Role of the AraC-XylS family regulator YdeO in multi-drug resistance of Escherichia coli.

Multi-drug efflux pumps contribute to the resistance of Escherichia coli to many antibiotics and biocides. In this study, we report that the AraC-XylS family regulator YdeO increases the multi-drug resistance of E. coli through activation of the MdtEF efflux pump. Screening of random fragments of genomic DNA for their ability to increase beta-lactam resistance led to the isolation of a plasmid containing ydeO, which codes for the regulator of acid resistance. When overexpressed, ydeO significantly increased the resistance of the E. coli strain to oxacillin, cloxacillin, nafcillin, erythromycin, rhodamine 6G and sodium dodecyl sulfate.
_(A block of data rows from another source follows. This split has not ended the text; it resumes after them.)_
//! Cache coordinator.
//!
//! Mediates every cache-entry state transition. Single-flight is inherited
//! from the metadata store: check-or-create runs as one serialized
//! transaction, so N concurrent requests for a key enqueue at most one job.

use std::sync::Arc;

use tracing::{debug, info, warn};

use vidsum_media::fetch_metadata;
use vidsum_models::{
    normalize_url, CacheEntry, CacheKey, EntryStatus, FileHash, FileId, JobId, JobRecord,
    SourceType,
};
use vidsum_queue::{CancelRegistry, JobQueue};
use vidsum_store::{EntryPlan, GetOrCreateOutcome, MetadataStore};
use vidsum_storage::{BundleStore, UploadStore};

use crate::config::CacheConfig;
use crate::error::{CacheError, CacheResult};
use crate::key::{local_cache_key, url_cache_key};

/// Reference to uploaded content: exactly one of handle or content hash.
#[derive(Debug, Clone)]
pub enum LocalSourceRef {
    Id(FileId),
    Hash(FileHash),
}

/// Read-only probe result.
#[derive(Debug)]
pub struct LookupResult {
    pub cache_key: CacheKey,
    pub entry: Option<CacheEntry>,
    /// Whether a completed entry's bundle passed validation
    pub bundle_valid: bool,
}

/// Coordinates cache entries, jobs and bundles for both source kinds.
#[derive(Clone)]
pub struct CacheCoordinator {
    store: MetadataStore,
    bundles: BundleStore,
    uploads: UploadStore,
    queue: Arc<JobQueue>,
    cancels: CancelRegistry,
    config: Arc<CacheConfig>,
}

impl CacheCoordinator {
    pub fn new(
        store: MetadataStore,
        bundles: BundleStore,
        uploads: UploadStore,
        queue: Arc<JobQueue>,
        cancels: CancelRegistry,
        config: CacheConfig,
    ) -> Self {
        Self {
            store,
            bundles,
            uploads,
            queue,
            cancels,
            config: Arc::new(config),
        }
    }

    pub fn profile_version(&self) -> &str {
        &self.config.profile_version
    }

    /// Derive the cache key for a URL source.
    ///
    /// Prefers the probed `(extractor, video_id)` identity; any probe
    /// failure falls back to the normalized URL form and never fails the
    /// request.
    pub async fn resolve_url(&self, raw_url: &str) -> CacheResult<(CacheKey, String)> {
        let tracking: Vec<&str> = self.config.tracking_params.iter().map(|s| s.as_str()).collect();
        let normalized = normalize_url(raw_url, &tracking)
            .map_err(|e| CacheError::invalid_source(e.to_string()))?;

        let probed = match fetch_metadata(&normalized, self.config.probe_timeout).await {
            Ok(meta) => meta.extractor.zip(meta.video_id),
            Err(e) => {
                debug!("Source probe failed, keying on normalized URL: {}", e);
                None
            }
        };

        let key = url_cache_key(
            probed.as_ref().map(|(e, v)| (e.as_str(), v.as_str())),
            &normalized,
            &self.config.profile_version,
        );
        Ok((key, normalized))
    }

    /// Resolve a local reference to the content hash backing it.
    pub async fn resolve_local(&self, source: &LocalSourceRef) -> CacheResult<FileHash> {
        match source {
            LocalSourceRef::Hash(hash) => {
                // Verify the content actually exists before keying on it
                self.uploads.get_by_hash(hash).await?;
                Ok(hash.clone())
            }
            LocalSourceRef::Id(file_id) => {
                let record = self.uploads.get(file_id).await?;
                Ok(record.file_hash)
            }
        }
    }

    /// Get-or-create for a URL source.
    pub async fn get_or_create_url(
        &self,
        raw_url: &str,
        refresh: bool,
    ) -> CacheResult<GetOrCreateOutcome> {
        let (key, normalized) = self.resolve_url(raw_url).await?;
        self.get_or_create(key, SourceType::Url, normalized, refresh)
            .await
    }

    /// Get-or-create for uploaded content.
    pub async fn get_or_create_local(
        &self,
        source: &LocalSourceRef,
        refresh: bool,
    ) -> CacheResult<GetOrCreateOutcome> {
        let file_hash = self.resolve_local(source).await?;
        let key = local_cache_key(&file_hash, &self.config.profile_version);
        self.get_or_create(key, SourceType::Local, file_hash.to_string(), refresh)
            .await
    }

    async fn get_or_create(
        &self,
        cache_key: CacheKey,
        source_type: SourceType,
        source_ref: String,
        refresh: bool,
    ) -> CacheResult<GetOrCreateOutcome> {
        // Validate the on-disk bundle before entering the transaction; a
        // completed row with a stale bundle is recomputed, not served.
        let completed_is_valid = match self.store.get_entry(&cache_key).await? {
            Some(entry) if entry.status == EntryStatus::Completed => {
                self.bundles
                    .validate(source_type, &cache_key, &self.config.profile_version)
                    .await
            }
            _ => true,
        };

        let outcome = self
            .store
            .entry_get_or_create(&EntryPlan {
                cache_key: cache_key.clone(),
                source_type,
                source_ref,
                profile_version: self.config.profile_version.clone(),
                refresh,
                completed_is_valid,
            })
            .await?;

        if let Some(job) = outcome.new_job() {
            info!(
                cache_key = cache_key.as_str(),
                job_id = job.job_id.as_str(),
                "Enqueued summary job"
            );
            self.queue.enqueue(job.job_id.clone());
        }
        Ok(outcome)
    }

    /// Read-only probe for a URL source.
    pub async fn lookup_url(&self, raw_url: &str) -> CacheResult<LookupResult> {
        let (cache_key, _) = self.resolve_url(raw_url).await?;
        self.lookup_key(cache_key).await
    }

    /// Read-only probe for a local source.
    pub async fn lookup_local(&self, source: &LocalSourceRef) -> CacheResult<LookupResult> {
        let file_hash = self.resolve_local(source).await?;
        let cache_key = local_cache_key(&file_hash, &self.config.profile_version);
        self.lookup_key(cache_key).await
    }

    async fn lookup_key(&self, cache_key: CacheKey) -> CacheResult<LookupResult> {
        let entry = self.store.get_entry(&cache_key).await?;
        let bundle_valid = match &entry {
            Some(entry) if entry.status == EntryStatus::Completed => {
                self.bundles
                    .validate(entry.source_type, &cache_key, &self.config.profile_version)
                    .await
            }
            _ => false,
        };
        Ok(LookupResult {
            cache_key,
            entry,
            bundle_valid,
        })
    }

    pub async fn get_entry(&self, cache_key: &CacheKey) -> CacheResult<Option<CacheEntry>> {
        let entry = self.store.get_entry(cache_key).await?;
        if entry.is_some() {
            self.store.touch_last_accessed(cache_key).await?;
        }
        Ok(entry)
    }

    pub async fn get_job(&self, job_id: &JobId) -> CacheResult<Option<JobRecord>> {
        Ok(self.store.get_job(job_id).await?)
    }

    /// Delete an entry: cancel in-flight work, drop the rows, remove the
    /// bundle directory. Returns whether anything was deleted.
    pub async fn delete(&self, cache_key: &CacheKey) -> CacheResult<bool> {
        if let Some(job) = self.store.get_active_job(cache_key).await? {
            self.cancels.cancel(&job.job_id);
        }

        let Some(entry) = self.store.delete_entry(cache_key).await? else {
            return Ok(false);
        };

        self.bundles.remove(entry.source_type, cache_key).await?;
        info!(cache_key = cache_key.as_str(), "Cache entry deleted");
        Ok(true)
    }

    /// Startup sweep: fail every job (and entry) left non-terminal by a
    /// previous process lifetime and discard their staging directories.
    pub async fn sweep_interrupted(&self) -> CacheResult<usize> {
        let swept = self.store.sweep_non_terminal(vidsum_models::INTERRUPTED).await?;
        for job_id in &swept {
            self.bundles.discard(job_id).await;
        }
        if !swept.is_empty() {
            warn!("Marked {} jobs failed:interrupted on startup", swept.len());
        }
        Ok(swept.len())
    }
}

#[cfg(test)]
mod tests {
    use super::*;
    use bytes::Bytes;
    use futures_util::stream;
    use tempfile::TempDir;
    use vidsum_models::JobStatus;
    use vidsum_queue::QueueConfig;
    use vidsum_storage::UploadConfig;

    async fn setup() -> (TempDir, CacheCoordinator, Arc<JobQueue>) {
        let dir = TempDir::new().unwrap();
        let store = MetadataStore::open(dir.path().join("metadata.db"))
            .await
            .unwrap();
        let uploads = UploadStore::new(UploadConfig::new(dir.path()), store.clone());
        let bundles = BundleStore::new(dir.path());
        let queue = Arc::new(JobQueue::new(QueueConfig::default()));
        let coordinator = CacheCoordinator::new(
            store,
            bundles,
            uploads,
            Arc::clone(&queue),
            CancelRegistry::new(),
            CacheConfig::default(),
        );
        (dir, coordinator, queue)
    }

    async fn upload_sample(coordinator: &CacheCoordinator) -> vidsum_models::UploadRecord {
        coordinator
            .uploads
            .put(
                stream::iter(vec![Ok(Bytes::from_static(
                    b"1\n00:00:00,000 --> 00:00:02,000\nhello\n",
                ))]),
                "sample.srt",
                "application/x-subrip",
                None,
            )
            .await
            .unwrap()
    }

    #[tokio::test]
    async fn test_local_get_or_create_enqueues_once() {
        let (_dir, coordinator, queue) = setup().await;
        let record = upload_sample(&coordinator).await;
        let source = LocalSourceRef::Id(record.file_id.clone());

        let first = coordinator.get_or_create_local(&source, false).await.unwrap();
        let job = first.new_job().expect("first request creates a job").clone();

        // Second request adopts the same in-flight job
        let second = coordinator.get_or_create_local(&source, false).await.unwrap();
        match second {
            GetOrCreateOutcome::InFlight(_, adopted) => assert_eq!(adopted.job_id, job.job_id),
            other => panic!("expected InFlight, got {:?}", other),
        }

        // Exactly one id was enqueued
        assert_eq!(queue.dequeue().await, Some(job.job_id));
        assert_eq!(queue.overflow_len(), 0);
    }

    #[tokio::test]
    async fn test_file_id_and_hash_key_identically() {
        let (_dir, coordinator, _queue) = setup().await;
        let record = upload_sample(&coordinator).await;

        let by_id = coordinator
            .get_or_create_local(&LocalSourceRef::Id(record.file_id.clone()), false)
            .await
            .unwrap();
        let by_hash = coordinator
            .get_or_create_local(&LocalSourceRef::Hash(record.file_hash.clone()), false)
            .await
            .unwrap();

        assert_eq!(by_id.entry().cache_key, by_hash.entry().cache_key);
    }

    #[tokio::test]
    async fn test_unknown_file_id_is_not_found() {
        let (_dir, coordinator, _queue) = setup().await;
        let missing = LocalSourceRef::Id(FileId::generate());
        let err = coordinator
            .get_or_create_local(&missing, false)
            .await
            .unwrap_err();
        assert!(err.is_not_found());
    }

    #[tokio::test]
    async fn test_url_get_or_create_without_probe_tool() {
        // yt-dlp is unavailable in the test environment; keying must fall
        // back to the normalized URL and still create exactly one entry.
        let (_dir, coordinator, queue) = setup().await;

        let first = coordinator
            .get_or_create_url("https://Example.com/v/abc?utm_source=x", false)
            .await
            .unwrap();
        assert!(first.new_job().is_some());

        let second = coordinator
            .get_or_create_url("https://example.com/v/abc", false)
            .await
            .unwrap();
        assert_eq!(first.entry().cache_key, second.entry().cache_key);
        assert!(matches!(second, GetOrCreateOutcome::InFlight(_, _)));

        assert!(queue.dequeue().await.is_some());
    }

    #[tokio::test]
    async fn test_invalid_url_rejected() {
        let (_dir, coordinator, _queue) = setup().await;
        let err = coordinator
            .get_or_create_url("ftp://example.com/v", false)
            .await
            .unwrap_err();
        assert!(matches!(err, CacheError::InvalidSource(_)));
    }

    #[tokio::test]
    async fn test_delete_cancels_in_flight_job() {
        let (_dir, coordinator, _queue) = setup().await;
        let record = upload_sample(&coordinator).await;
        let source = LocalSourceRef::Id(record.file_id.clone());

        let outcome = coordinator.get_or_create_local(&source, false).await.unwrap();
        let job = outcome.new_job().unwrap().clone();
        let cancel_rx = coordinator.cancels.register(&job.job_id);

        let deleted = coordinator.delete(&outcome.entry().cache_key).await.unwrap();
        assert!(deleted);
        assert!(*cancel_rx.borrow(), "in-flight job was cancelled");

        // Deleting again is a no-op
        assert!(!coordinator.delete(&outcome.entry().cache_key).await.unwrap());
    }

    #[tokio::test]
    async fn test_sweep_interrupted_discards_staging() {
        let (_dir, coordinator, _queue) = setup().await;
        let record = upload_sample(&coordinator).await;
        let source = LocalSourceRef::Id(record.file_id);

        let outcome = coordinator.get_or_create_local(&source, false).await.unwrap();
        let job = outcome.new_job().unwrap().clone();

        // Simulate a crash mid-run: job running, staging populated
        coordinator.store.mark_running(&job.job_id).await.unwrap();
        let staging = coordinator.bundles.stage(&job.job_id).await.unwrap();
        tokio::fs::write(staging.join("audio.wav"), b"partial").await.unwrap();

        let swept = coordinator.sweep_interrupted().await.unwrap();
        assert_eq!(swept, 1);
        assert!(!staging.exists());

        let job_row = coordinator.get_job(&job.job_id).await.unwrap().unwrap();
        assert_eq!(job_row.status, JobStatus::Failed);
        assert_eq!(job_row.error.as_deref(), Some("interrupted"));

        // The key has no non-terminal job left; a new request recreates
        let again = coordinator
            .get_or_create_local(&LocalSourceRef::Hash(
                vidsum_models::FileHash::parse(&outcome.entry().source_ref).unwrap(),
            ), false)
            .await
            .unwrap();
        assert!(again.new_job().is_some());
    }
}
The increase in drug resistance caused by ydeO overexpression was completely suppressed by deleting the multifunctional outer membrane channel gene tolC. TolC interacts with different drug efflux pumps. Quantitative real-time PCR showed that YdeO activated only mdtEF expression and none of the other drug efflux pumps in E. coli. Deletion of mdtEF completely suppressed the YdeO-mediated multi-drug resistance. YdeO enhances the MdtEF-dependent drug efflux activity in E. coli. Our results indicate that the YdeO regulator, in addition to its role in acid resistance, increases the multi-drug resistance of E. coli by activating the MdtEF multi-drug efflux pump.